§ Data section
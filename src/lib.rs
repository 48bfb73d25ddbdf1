//! # Launchpad
//!
//! Webhook event pipeline for the Launchpad token factory.
//!
//! The workspace is split into three crates, re-exported here:
//!
//! - [`sdk`]: shared event, subscription, and payload types plus HMAC signing
//! - [`indexer`]: event source client, classifier, and the cursor-driven poller
//! - [`dispatcher`]: subscription matching and webhook delivery
//!
//! A subscriber verifies a delivery by recomputing the signature over the
//! payload's `event`, `timestamp`, and `data` fields:
//!
//! ```
//! use launchpad::sdk::{EventKind, WebhookPayload};
//! use serde_json::json;
//!
//! let payload = WebhookPayload::new(EventKind::BurnSelf, json!({"amount": "10"}), "secret")?;
//! assert!(payload.verify("secret"));
//! # Ok::<(), launchpad::sdk::SdkError>(())
//! ```

pub use launchpad_dispatcher as dispatcher;
pub use launchpad_indexer as indexer;
pub use launchpad_sdk as sdk;
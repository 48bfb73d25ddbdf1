//! Delivery log types.
//!
//! Provides the audit record written once per delivery sequence.

use chrono::{DateTime, Utc};
use serde::{Deserialize, Serialize};
use uuid::Uuid;

use super::event::EventKind;
use super::payload::WebhookPayload;

/// Outcome of a full delivery sequence to one subscription, as handed to the
/// subscription store.
#[derive(Debug, Clone, PartialEq, Serialize, Deserialize)]
#[serde(rename_all = "camelCase")]
pub struct NewDeliveryLog {
    /// Subscription the payload was sent to.
    pub subscription_id: Uuid,
    /// Event kind.
    pub event: EventKind,
    /// Payload snapshot.
    pub payload: WebhookPayload,
    /// Last HTTP status, `None` if no response was ever received.
    pub status_code: Option<u16>,
    /// Whether the delivery succeeded.
    pub success: bool,
    /// Attempts made.
    pub attempts: u32,
    /// Time of the last attempt.
    pub last_attempt_at: DateTime<Utc>,
    /// Last error message, `None` on success.
    pub error_message: Option<String>,
}

/// A stored delivery log entry.
#[derive(Debug, Clone, PartialEq, Serialize, Deserialize)]
#[serde(rename_all = "camelCase")]
pub struct DeliveryLog {
    /// Log entry ID.
    pub id: Uuid,
    /// Subscription the payload was sent to.
    pub subscription_id: Uuid,
    /// Event kind.
    pub event: EventKind,
    /// Payload snapshot.
    pub payload: WebhookPayload,
    /// Last HTTP status, `None` if no response was ever received.
    pub status_code: Option<u16>,
    /// Whether the delivery succeeded.
    pub success: bool,
    /// Attempts made.
    pub attempts: u32,
    /// Time of the last attempt.
    pub last_attempt_at: DateTime<Utc>,
    /// Last error message, `None` on success.
    pub error_message: Option<String>,
}

impl DeliveryLog {
    /// Assigns an ID to a new log entry.
    #[must_use]
    pub fn from_new(entry: NewDeliveryLog) -> Self {
        Self {
            id: Uuid::new_v4(),
            subscription_id: entry.subscription_id,
            event: entry.event,
            payload: entry.payload,
            status_code: entry.status_code,
            success: entry.success,
            attempts: entry.attempts,
            last_attempt_at: entry.last_attempt_at,
            error_message: entry.error_message,
        }
    }

    /// Returns true if the delivery exhausted its attempts without success.
    #[must_use]
    pub const fn is_failure(&self) -> bool {
        !self.success
    }
}

#[cfg(test)]
mod tests {
    use super::*;
    use serde_json::json;

    #[test]
    fn test_from_new_keeps_fields() {
        let payload =
            WebhookPayload::new(EventKind::BurnSelf, json!({}), "k").expect("payload");
        let entry = NewDeliveryLog {
            subscription_id: Uuid::new_v4(),
            event: EventKind::BurnSelf,
            payload,
            status_code: Some(503),
            success: false,
            attempts: 3,
            last_attempt_at: Utc::now(),
            error_message: Some("HTTP 503".to_string()),
        };

        let log = DeliveryLog::from_new(entry.clone());
        assert_eq!(log.subscription_id, entry.subscription_id);
        assert_eq!(log.attempts, 3);
        assert_eq!(log.status_code, Some(503));
        assert!(log.is_failure());
    }
}
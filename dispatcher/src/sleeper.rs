//! Backoff sleeping.
//!
//! Retry delays go through [`Sleeper`] so they can be recorded instead of
//! waited on.

use std::sync::Mutex;
use std::time::Duration;

use async_trait::async_trait;

/// Waits between delivery attempts.
#[async_trait]
pub trait Sleeper: Send + Sync {
    /// Waits for the given duration.
    async fn sleep(&self, duration: Duration);
}

/// Sleeper backed by the tokio timer.
#[derive(Debug, Default, Clone, Copy)]
pub struct TokioSleeper;

#[async_trait]
impl Sleeper for TokioSleeper {
    async fn sleep(&self, duration: Duration) {
        tokio::time::sleep(duration).await;
    }
}

/// Sleeper that records requested delays and returns immediately.
#[derive(Debug, Default)]
pub struct RecordingSleeper {
    delays: Mutex<Vec<Duration>>,
}

impl RecordingSleeper {
    /// Creates an empty recorder.
    #[must_use]
    pub fn new() -> Self {
        Self::default()
    }

    /// Returns the delays requested so far.
    #[must_use]
    pub fn delays(&self) -> Vec<Duration> {
        self.delays
            .lock()
            .map(|delays| delays.clone())
            .unwrap_or_default()
    }
}

#[async_trait]
impl Sleeper for RecordingSleeper {
    async fn sleep(&self, duration: Duration) {
        if let Ok(mut delays) = self.delays.lock() {
            delays.push(duration);
        }
    }
}

#[cfg(test)]
mod tests {
    use super::*;

    #[tokio::test]
    async fn test_recording_sleeper() {
        let sleeper = RecordingSleeper::new();
        sleeper.sleep(Duration::from_millis(10)).await;
        sleeper.sleep(Duration::from_millis(20)).await;

        assert_eq!(
            sleeper.delays(),
            vec![Duration::from_millis(10), Duration::from_millis(20)]
        );
    }

    #[tokio::test]
    async fn test_tokio_sleeper_waits() {
        let start = tokio::time::Instant::now();
        TokioSleeper.sleep(Duration::from_millis(5)).await;
        assert!(start.elapsed() >= Duration::from_millis(5));
    }
}
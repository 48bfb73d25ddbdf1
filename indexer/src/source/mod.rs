//! Chain event sources.
//!
//! The poller reads events through the [`EventSource`] trait. The
//! [`HttpEventSource`] implementation talks to the paginated event API.
//!
//! # Components
//!
//! - [`config`]: Event API client configuration
//! - [`error`]: Source error types
//! - [`http`]: HTTP event API client

use std::sync::Arc;

pub mod config;
pub mod error;
pub mod http;

use async_trait::async_trait;
use launchpad_sdk::RawEvent;
use serde::{Deserialize, Serialize};

pub use config::SourceConfig;
pub use error::SourceError;
pub use http::HttpEventSource;

/// A page request against the event API.
#[derive(Debug, Clone, PartialEq, Eq)]
pub struct EventQuery {
    /// Paging token to continue after; `None` on the first fetch.
    pub cursor: Option<String>,

    /// Ledger to start from when there is no cursor.
    pub start_ledger: Option<u64>,

    /// Maximum number of events to return.
    pub limit: u32,
}

impl EventQuery {
    /// Creates a query for the first page.
    #[must_use]
    pub const fn first(start_ledger: Option<u64>, limit: u32) -> Self {
        Self {
            cursor: None,
            start_ledger,
            limit,
        }
    }

    /// Creates a query continuing after the given paging token.
    #[must_use]
    pub fn after(cursor: impl Into<String>, limit: u32) -> Self {
        Self {
            cursor: Some(cursor.into()),
            start_ledger: None,
            limit,
        }
    }
}

/// A page of events in ascending ledger order.
#[derive(Debug, Clone, Default, PartialEq, Serialize, Deserialize)]
pub struct EventPage {
    /// Events, oldest first.
    #[serde(default)]
    pub events: Vec<RawEvent>,

    /// Latest ledger known to the event API.
    #[serde(default, alias = "latestLedger")]
    pub latest_ledger: Option<u64>,
}

/// Source of raw chain events.
#[async_trait]
pub trait EventSource: Send + Sync {
    /// Fetches the next page of events.
    ///
    /// # Errors
    ///
    /// Returns a `SourceError` if the event API is unreachable or replies
    /// with an error or a malformed body.
    async fn fetch_events(&self, query: &EventQuery) -> Result<EventPage, SourceError>;
}

#[async_trait]
impl<T: EventSource + ?Sized> EventSource for Arc<T> {
    async fn fetch_events(&self, query: &EventQuery) -> Result<EventPage, SourceError> {
        (**self).fetch_events(query).await
    }
}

§ What needs to be done
Copy from the entries above each line in which the string "Uuid" can be found.

§ Output of the task
use uuid::Uuid;
    pub subscription_id: Uuid,
    pub id: Uuid,
    pub subscription_id: Uuid,
            id: Uuid::new_v4(),
            subscription_id: Uuid::new_v4(),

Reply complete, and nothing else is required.